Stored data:
-*-*-
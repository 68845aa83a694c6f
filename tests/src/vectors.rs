// Copyright (c) 2022-2023 The MobileCoin Foundation

//! Shared test vectors

use lockbox_core::{card::Key, CardIdentity};

/// Device key used by simulated lockboxes
pub const DEVICE_KEY: Key = Key::new([0xa0, 0xa1, 0xa2, 0xa3, 0xa4, 0xa5]);

/// Identity of the pre-enrolled card in the granted access scenario
pub const ENROLLED_IDENTITY: CardIdentity = CardIdentity::from_bytes([
    0x00, 0x11, 0x22, 0x33, 0x44, 0x55, 0x66, 0x77, 0x88, 0x99, 0xaa, 0xbb, 0xcc, 0xdd, 0xee, 0xff,
]);

/// Wire encoding of [ENROLLED_IDENTITY]
pub const ENROLLED_IDENTITY_HEX: &str = "00112233445566778899aabbccddeeff";

/// Identity wire encoding vectors
pub struct IdentityVector {
    pub bytes: [u8; 16],
    pub hex: &'static str,
}

pub const IDENTITY_VECTORS: &[IdentityVector] = &[
    IdentityVector {
        bytes: [0u8; 16],
        hex: "00000000000000000000000000000000",
    },
    IdentityVector {
        bytes: [0xff; 16],
        hex: "ffffffffffffffffffffffffffffffff",
    },
    IdentityVector {
        bytes: [
            0x00, 0x11, 0x22, 0x33, 0x44, 0x55, 0x66, 0x77, 0x88, 0x99, 0xaa, 0xbb, 0xcc, 0xdd,
            0xee, 0xff,
        ],
        hex: ENROLLED_IDENTITY_HEX,
    },
    IdentityVector {
        bytes: [
            0x0a, 0x0b, 0x00, 0x01, 0x09, 0xf0, 0x10, 0x00, 0x00, 0x00, 0x00, 0x00, 0x00, 0x00,
            0x00, 0x01,
        ],
        hex: "0a0b000109f010000000000000000001",
    },
];
// Copyright (c) 2022-2023 The MobileCoin Foundation

//! Access service over the ESP-IDF HTTP client

use core::time::Duration;

use embedded_svc::{http::client::Client, io::Write};
use esp_idf_svc::{
    http::client::{Configuration, EspHttpConnection},
    sys,
};
use log::{debug, warn};

use lockbox_core::{
    api::{is_granted, AccessReq, AccessService, Endpoint, CONTENT_TYPE_JSON},
    CardIdentity,
};

use crate::consts::{BASE_URL, BASIC_AUTH, HTTP_TIMEOUT_S};

/// Access service client, a connection is opened per request
pub struct EspAccessService;

impl EspAccessService {
    fn post(&self, endpoint: Endpoint, identity: &CardIdentity) -> anyhow::Result<u16> {
        let conn = EspHttpConnection::new(&Configuration {
            timeout: Some(Duration::from_secs(HTTP_TIMEOUT_S)),
            crt_bundle_attach: Some(sys::esp_crt_bundle_attach),
            ..Default::default()
        })?;
        let mut client = Client::wrap(conn);

        let url = format!("{}{}", BASE_URL.trim_end_matches('/'), endpoint.path());
        let body = serde_json::to_vec(&AccessReq::new(*identity))?;
        let len = body.len().to_string();

        let headers = [
            ("authorization", BASIC_AUTH),
            ("content-type", CONTENT_TYPE_JSON),
            ("content-length", len.as_str()),
        ];

        debug!("POST {} (uuid: {})", url, identity);

        let mut req = client.post(&url, &headers)?;
        req.write_all(&body)?;
        req.flush()?;

        let resp = req.submit()?;
        let status = resp.status();

        debug!("{} response: {}", endpoint, status);

        Ok(status)
    }
}

impl AccessService for EspAccessService {
    type Error = anyhow::Error;

    fn enroll(&mut self, identity: &CardIdentity) -> Result<(), Self::Error> {
        let _status = self.post(Endpoint::Enroll, identity)?;
        Ok(())
    }

    fn check_access(&mut self, identity: &CardIdentity) -> bool {
        match self.post(Endpoint::CheckAccess, identity) {
            Ok(status) => is_granted(status),
            Err(e) => {
                warn!("check access failed: {:?}", e);
                false
            }
        }
    }
}
// Copyright (c) 2022-2023 The MobileCoin Foundation

use lockbox::api::Endpoint;
use lockbox_sim::UNLIMITED_OPENS;
use lockbox_tests::{scenarios, vectors::ENROLLED_IDENTITY};

mod helpers;
use helpers::*;

#[test]
fn virgin_card_over_http() -> anyhow::Result<()> {
    let (s, c) = setup([], None);

    let (_r, identity) = scenarios::virgin_card(c)?;

    let hits = s.state().hits();
    assert_eq!(hits.len(), 1);
    assert_eq!(hits[0].endpoint, Endpoint::Enroll);
    assert_eq!(hits[0].identity, Some(identity));

    Ok(())
}

#[test]
fn enrolled_card_over_http() -> anyhow::Result<()> {
    let (s, c) = setup([(ENROLLED_IDENTITY, 1)], None);

    scenarios::enrolled_card(c, ENROLLED_IDENTITY, true)?;

    let hits: Vec<_> = s
        .state()
        .hits()
        .iter()
        .map(|h| (h.endpoint, h.identity, h.status))
        .collect();
    assert_eq!(
        hits,
        vec![
            (Endpoint::CheckAccess, Some(ENROLLED_IDENTITY), 204),
            (Endpoint::Enroll, Some(ENROLLED_IDENTITY), 400),
        ]
    );

    Ok(())
}

#[test]
fn re_presented_card_denied_over_http() -> anyhow::Result<()> {
    let (s, c) = setup([], None);

    let (_r, identity) = scenarios::stable_identity(c, 2)?;

    // New cards have no opens until granted by an operator
    let checks = s
        .state()
        .hits()
        .iter()
        .filter(|h| h.endpoint == Endpoint::CheckAccess)
        .inspect(|h| assert_eq!(h.identity, Some(identity)))
        .count();
    assert_eq!(checks, 2);

    Ok(())
}

#[test]
fn spurious_wake_over_http() -> anyhow::Result<()> {
    let (s, c) = setup([(ENROLLED_IDENTITY, UNLIMITED_OPENS)], None);

    scenarios::spurious_wake(c)?;
    scenarios::no_card(client(&s))?;

    assert!(s.state().hits().is_empty());

    Ok(())
}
-*-*-
What to produce >> Give a word-for-word copy of the records.

Written response >>
repository 68845aa83a694c6f
filename tests/src/vectors.rs
// Copyright (c) 2022-2023 The MobileCoin Foundation

//! Shared test vectors

use lockbox_core::{card::Key, CardIdentity};

/// Device key used by simulated lockboxes
pub const DEVICE_KEY: Key = Key::new([0xa0, 0xa1, 0xa2, 0xa3, 0xa4, 0xa5]);

/// Identity of the pre-enrolled card in the granted access scenario
pub const ENROLLED_IDENTITY: CardIdentity = CardIdentity::from_bytes([
    0x00, 0x11, 0x22, 0x33, 0x44, 0x55, 0x66, 0x77, 0x88, 0x99, 0xaa, 0xbb, 0xcc, 0xdd, 0xee, 0xff,
]);

/// Wire encoding of [ENROLLED_IDENTITY]
pub const ENROLLED_IDENTITY_HEX: &str = "00112233445566778899aabbccddeeff";

/// Identity wire encoding vectors
pub struct IdentityVector {
    pub bytes: [u8; 16],
    pub hex: &'static str,
}

pub const IDENTITY_VECTORS: &[IdentityVector] = &[
    IdentityVector {
        bytes: [0u8; 16],
        hex: "00000000000000000000000000000000",
    },
    IdentityVector {
        bytes: [0xff; 16],
        hex: "ffffffffffffffffffffffffffffffff",
    },
    IdentityVector {
        bytes: [
            0x00, 0x11, 0x22, 0x33, 0x44, 0x55, 0x66, 0x77, 0x88, 0x99, 0xaa, 0xbb, 0xcc, 0xdd,
            0xee, 0xff,
        ],
        hex: ENROLLED_IDENTITY_HEX,
    },
    IdentityVector {
        bytes: [
            0x0a, 0x0b, 0x00, 0x01, 0x09, 0xf0, 0x10, 0x00, 0x00, 0x00, 0x00, 0x00, 0x00, 0x00,
            0x00, 0x01,
        ],
        hex: "0a0b000109f010000000000000000001",
    },
];
// Copyright (c) 2022-2023 The MobileCoin Foundation

//! Access service over the ESP-IDF HTTP client

use core::time::Duration;

use embedded_svc::{http::client::Client, io::Write};
use esp_idf_svc::{
    http::client::{Configuration, EspHttpConnection},
    sys,
};
use log::{debug, warn};

use lockbox_core::{
    api::{is_granted, AccessReq, AccessService, Endpoint, CONTENT_TYPE_JSON},
    CardIdentity,
};

use crate::consts::{BASE_URL, BASIC_AUTH, HTTP_TIMEOUT_S};

/// Access service client, a connection is opened per request
pub struct EspAccessService;

impl EspAccessService {
    fn post(&self, endpoint: Endpoint, identity: &CardIdentity) -> anyhow::Result<u16> {
        let conn = EspHttpConnection::new(&Configuration {
            timeout: Some(Duration::from_secs(HTTP_TIMEOUT_S)),
            crt_bundle_attach: Some(sys::esp_crt_bundle_attach),
            ..Default::default()
        })?;
        let mut client = Client::wrap(conn);

        let url = format!("{}{}", BASE_URL.trim_end_matches('/'), endpoint.path());
        let body = serde_json::to_vec(&AccessReq::new(*identity))?;
        let len = body.len().to_string();

        let headers = [
            ("authorization", BASIC_AUTH),
            ("content-type", CONTENT_TYPE_JSON),
            ("content-length", len.as_str()),
        ];

        debug!("POST {} (uuid: {})", url, identity);

        let mut req = client.post(&url, &headers)?;
        req.write_all(&body)?;
        req.flush()?;

        let resp = req.submit()?;
        let status = resp.status();

        debug!("{} response: {}", endpoint, status);

        Ok(status)
    }
}

impl AccessService for EspAccessService {
    type Error = anyhow::Error;

    fn enroll(&mut self, identity: &CardIdentity) -> Result<(), Self::Error> {
        let _status = self.post(Endpoint::Enroll, identity)?;
        Ok(())
    }

    fn check_access(&mut self, identity: &CardIdentity) -> bool {
        match self.post(Endpoint::CheckAccess, identity) {
            Ok(status) => is_granted(status),
            Err(e) => {
                warn!("check access failed: {:?}", e);
                false
            }
        }
    }
}
// Copyright (c) 2022-2023 The MobileCoin Foundation

use lockbox::api::Endpoint;
use lockbox_sim::UNLIMITED_OPENS;
use lockbox_tests::{scenarios, vectors::ENROLLED_IDENTITY};

mod helpers;
use helpers::*;

#[test]
fn virgin_card_over_http() -> anyhow::Result<()> {
    let (s, c) = setup([], None);

    let (_r, identity) = scenarios::virgin_card(c)?;

    let hits = s.state().hits();
    assert_eq!(hits.len(), 1);
    assert_eq!(hits[0].endpoint, Endpoint::Enroll);
    assert_eq!(hits[0].identity, Some(identity));

    Ok(())
}

#[test]
fn enrolled_card_over_http() -> anyhow::Result<()> {
    let (s, c) = setup([(ENROLLED_IDENTITY, 1)], None);

    scenarios::enrolled_card(c, ENROLLED_IDENTITY, true)?;

    let hits: Vec<_> = s
        .state()
        .hits()
        .iter()
        .map(|h| (h.endpoint, h.identity, h.status))
        .collect();
    assert_eq!(
        hits,
        vec![
            (Endpoint::CheckAccess, Some(ENROLLED_IDENTITY), 204),
            (Endpoint::Enroll, Some(ENROLLED_IDENTITY), 400),
        ]
    );

    Ok(())
}

#[test]
fn re_presented_card_denied_over_http() -> anyhow::Result<()> {
    let (s, c) = setup([], None);

    let (_r, identity) = scenarios::stable_identity(c, 2)?;

    // New cards have no opens until granted by an operator
    let checks = s
        .state()
        .hits()
        .iter()
        .filter(|h| h.endpoint == Endpoint::CheckAccess)
        .inspect(|h| assert_eq!(h.identity, Some(identity)))
        .count();
    assert_eq!(checks, 2);

    Ok(())
}

#[test]
fn spurious_wake_over_http() -> anyhow::Result<()> {
    let (s, c) = setup([(ENROLLED_IDENTITY, UNLIMITED_OPENS)], None);

    scenarios::spurious_wake(c)?;
    scenarios::no_card(client(&s))?;

    assert!(s.state().hits().is_empty());

    Ok(())
}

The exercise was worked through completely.